This week ICBA submitted testimony to the House Financial Services Subcommittee on Housing and Community Opportunity opposing the Department of Housing and Urban Development's (HUD) proposed Real Estate Settlement Procedures Act (RESPA) rule. ICBA believes that the proposed rule will be detrimental to consumers, small loan originators and settlement service providers, disrupting the nations current mortgage finance system. ICBA urged the subcommittee to encourage HUD to reconsider the rule's adoption.
HUD has presented this rule as an attempt to simplify the process of shopping for mortgage loans and lower mortgage costs, a goal ICBA supports. However, ICBA believes HUD's proposal will hurt consumers, smaller lenders and smaller settlement service providers. HUD proposes a Guaranteed Mortgage Package (GMP) that would dramatically alter the manner in which mortgages are offered.
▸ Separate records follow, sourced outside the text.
// SPDX-License-Identifier: MPL-2.0
//! Ring layout engine.
//!
//! Places N items evenly on a circle and rigidly rotates the whole ring by
//! the configured offset plus a quarter turn, so item 0 starts at the top of
//! the ring.
//!
//! Coordinates are offsets inside the `2R × 2R` ring box: `x` grows from the
//! left edge and `y` grows from the **bottom** edge. Renderers with a top-left
//! origin convert with [`RingPoint::to_top_left`].

use crate::error::ConfigurationError;
use std::f32::consts::TAU;
use std::num::NonZeroUsize;

/// Number of items in a carousel, guaranteed to be at least one.
///
/// Holding an `ItemCount` proves the angular step `360 / N` is defined.
#[derive(Debug, Clone, Copy, PartialEq, Eq, Hash)]
pub struct ItemCount(NonZeroUsize);

impl ItemCount {
    /// Returns `None` for zero items.
    #[must_use]
    pub fn new(count: usize) -> Option<Self> {
        NonZeroUsize::new(count).map(Self)
    }

    /// Returns the count.
    #[must_use]
    pub fn get(self) -> usize {
        self.0.get()
    }

    /// Angular distance between neighbouring items, in degrees.
    #[must_use]
    #[allow(clippy::cast_precision_loss)]
    pub fn step_degrees(self) -> f32 {
        360.0 / self.get() as f32
    }
}

impl TryFrom<usize> for ItemCount {
    type Error = ConfigurationError;

    fn try_from(count: usize) -> Result<Self, Self::Error> {
        Self::new(count).ok_or(ConfigurationError::NoItems)
    }
}

/// A position inside the ring box (bottom-left origin).
#[derive(Debug, Clone, Copy, PartialEq, Default)]
pub struct RingPoint {
    pub x: f32,
    pub y: f32,
}

impl RingPoint {
    #[must_use]
    pub const fn new(x: f32, y: f32) -> Self {
        Self { x, y }
    }

    /// Converts a bottom-left anchored box of `box_size` to a top-left origin.
    #[must_use]
    pub fn to_top_left(self, ring_diameter: f32, box_size: f32) -> iced::Point {
        iced::Point::new(self.x, ring_diameter - self.y - box_size)
    }

    /// Euclidean distance to another point.
    #[must_use]
    pub fn distance(self, other: RingPoint) -> f32 {
        (self.x - other.x).hypot(self.y - other.y)
    }
}

/// Ring geometry shared by the layout and the renderer.
#[derive(Debug, Clone, Copy, PartialEq)]
pub struct RingGeometry {
    /// Radius of the circle the item anchors lie on.
    pub ring_radius: f32,
    /// Radius of each peripheral item.
    pub item_radius: f32,
    /// Extra rotation of the initial layout, in degrees.
    pub offset_angle: f32,
}

impl RingGeometry {
    /// Center of the local frame: `(R − r, R − r)`.
    #[must_use]
    pub fn center(&self) -> RingPoint {
        let c = self.ring_radius - self.item_radius;
        RingPoint::new(c, c)
    }

    /// Side of the square ring box.
    #[must_use]
    pub fn diameter(&self) -> f32 {
        self.ring_radius * 2.0
    }

    /// Total rigid rotation applied to the base layout, in degrees.
    #[must_use]
    pub fn total_deviation_degrees(&self) -> f32 {
        self.offset_angle + 90.0
    }
}

/// Cached item positions for one configuration.
///
/// Positions are computed once; navigation only rotates the ring as a whole,
/// see [`RingLayout::rotated`].
#[derive(Debug, Clone, PartialEq)]
pub struct RingLayout {
    geometry: RingGeometry,
    positions: Vec<RingPoint>,
}

impl RingLayout {
    /// Lays out `count` items on the ring.
    #[must_use]
    pub fn new(geometry: RingGeometry, count: ItemCount) -> Self {
        let center = geometry.center();
        let deviation = geometry.total_deviation_degrees();

        let positions = base_angles(count)
            .map(|angle| {
                let anchor = RingPoint::new(
                    center.x + geometry.ring_radius * angle.cos(),
                    center.y + geometry.ring_radius * angle.sin(),
                );
                rotate_about(anchor, center, deviation)
            })
            .collect();

        Self {
            geometry,
            positions,
        }
    }

    #[must_use]
    pub fn geometry(&self) -> &RingGeometry {
        &self.geometry
    }

    #[must_use]
    pub fn positions(&self) -> &[RingPoint] {
        &self.positions
    }

    #[must_use]
    pub fn len(&self) -> usize {
        self.positions.len()
    }

    #[must_use]
    pub fn is_empty(&self) -> bool {
        self.positions.is_empty()
    }

    /// Positions after the whole ring turned by `ring_rotation` degrees.
    ///
    /// Positive angles turn clockwise on screen, matching a CSS `rotate()`
    /// on the ring container. In the bottom-left frame of [`RingPoint`] that
    /// is a negative mathematical rotation about the layout center.
    pub fn rotated(&self, ring_rotation: f32) -> impl Iterator<Item = RingPoint> + '_ {
        let pivot = self.geometry.center();
        self.positions
            .iter()
            .map(move |point| rotate_about(*point, pivot, -ring_rotation))
    }
}

/// Base angles `2π·i/N` in radians, for `i in 0..N`.
#[allow(clippy::cast_precision_loss)]
pub fn base_angles(count: ItemCount) -> impl Iterator<Item = f32> {
    let n = count.get();
    (0..n).map(move |i| TAU * i as f32 / n as f32)
}

/// Rotates `point` about `center` by `degrees` (counter-clockwise in a
/// y-up frame), using the standard 2D rotation matrix.
#[must_use]
pub fn rotate_about(point: RingPoint, center: RingPoint, degrees: f32) -> RingPoint {
    let theta = degrees.to_radians();
    let (sin, cos) = theta.sin_cos();
    let dx = point.x - center.x;
    let dy = point.y - center.y;

    RingPoint::new(
        center.x + dx * cos - dy * sin,
        center.y + dx * sin + dy * cos,
    )
}

/// Computes item positions for a raw item count.
///
/// Returns [`ConfigurationError::NoItems`] instead of NaN coordinates when
/// `count` is zero.
pub fn compute_positions(
    count: usize,
    ring_radius: f32,
    item_radius: f32,
    offset_angle: f32,
) -> Result<Vec<RingPoint>, ConfigurationError> {
    let count = ItemCount::try_from(count)?;
    let geometry = RingGeometry {
        ring_radius,
        item_radius,
        offset_angle,
    };
    Ok(RingLayout::new(geometry, count).positions)
}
As an alternative to the Good Faith Estimate, consumers shopping for a mortgage could be offered a GMP that consists of a package of standardized settlement services and a mortgage loan with a guaranteed interest rate. Consumers would no longer be able to shop for services in their loan package, nor would they have the option of selecting individual settlement services and mortgage products, as they do now.
ICBA is very concerned about the ability of smaller banks and service providers to compete against larger market participants that have the ability to negotiate reduced costs for the components of the package. HUD's proposed requirement to guarantee that the interest rate could only change in parallel to an index is unworkable and does not reflect the realities of the mortgage industry and how interest rates fluctuate.
Another change proposed by the HUD rule is a modification of the current Good Faith Estimate (GFE) to require firmer and more precise cost estimates. Lenders would have to absorb nearly all increases in settlement costs, from the time the original cost quote is given to the closing date. ICBA is very concerned that community banks will not have sufficient mortgage volume to absorb variances without raising the cost of all mortgages.
ICBA's testimony and comment letter to HUD are available at www.icba.org.